● **YOUR INSTRUCTIONS**: Collect every line in the records below that contains the word "MessageListQuery".

● **LISTED ENTRIES**:

use crate::domain::types::ReviewStatus;
use crate::dto::dashboard::DashboardDto;
use crate::repository::errors::RepositoryResult;
use crate::repository::{
    CategoryReader, MessageListQuery, MessageReader, ProjectListQuery, ProjectReader,
    ReviewListQuery, ReviewReader,
};

use super::ServiceResult;

pub fn show_dashboard<R>(repo: &R) -> ServiceResult<DashboardDto>
where
    R: CategoryReader + ProjectReader + MessageReader + ReviewReader + ?Sized,
{
    count_entities(repo).map_err(|e| {
        log::error!("Failed to load dashboard counts: {e}");
        e.into()
    })
}

fn count_entities<R>(repo: &R) -> RepositoryResult<DashboardDto>
where
    R: CategoryReader + ProjectReader + MessageReader + ReviewReader + ?Sized,
{
    Ok(DashboardDto {
        projects: repo.list_projects(ProjectListQuery::default())?.len(),
        categories: repo.list_categories()?.len(),
        unread_messages: repo
            .list_messages(MessageListQuery::default().read(false))?
            .len(),
        pending_reviews: repo
            .list_reviews(ReviewListQuery::default().status(ReviewStatus::Pending))?
            .len(),
    })
}

#[cfg(test)]
mod tests {
    use chrono::DateTime;

    use super::*;
    use crate::domain::message::Message;
    use crate::domain::types::{EmailAddress, MessageBody, MessageId, PersonName};
    use crate::repository::test::TestRepository;
    use crate::services::ServiceError;

    fn message(id: &str, read: bool) -> Message {
        Message {
            id: MessageId::new(id).unwrap(),
            name: PersonName::new("Ann").unwrap(),
            email: Some(EmailAddress::new("ann@example.com").unwrap()),
            phone: None,
            body: MessageBody::new("Hi").unwrap(),
            read,
            created_at: DateTime::from_timestamp(0, 0).unwrap().naive_utc(),
        }
    }

    #[test]
    fn counts_only_unread_messages() {
        let repo = TestRepository::new().with_messages(vec![
            message("1", false),
            message("2", true),
            message("3", false),
        ]);

        let dashboard = show_dashboard(&repo).unwrap();

        assert_eq!(dashboard.unread_messages, 2);
        assert_eq!(dashboard.projects, 0);
        assert_eq!(dashboard.pending_reviews, 0);
    }

    #[test]
    fn unavailable_store_is_reported() {
        let repo = TestRepository::new();
        repo.set_unavailable(true);
        assert!(matches!(
            show_dashboard(&repo),
            Err(ServiceError::StoreUnavailable(_))
        ));
    }
}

● **SOLUTION FOR THIS EXERCISE**:
    CategoryReader, MessageListQuery, MessageReader, ProjectListQuery, ProjectReader,
            .list_messages(MessageListQuery::default().read(false))?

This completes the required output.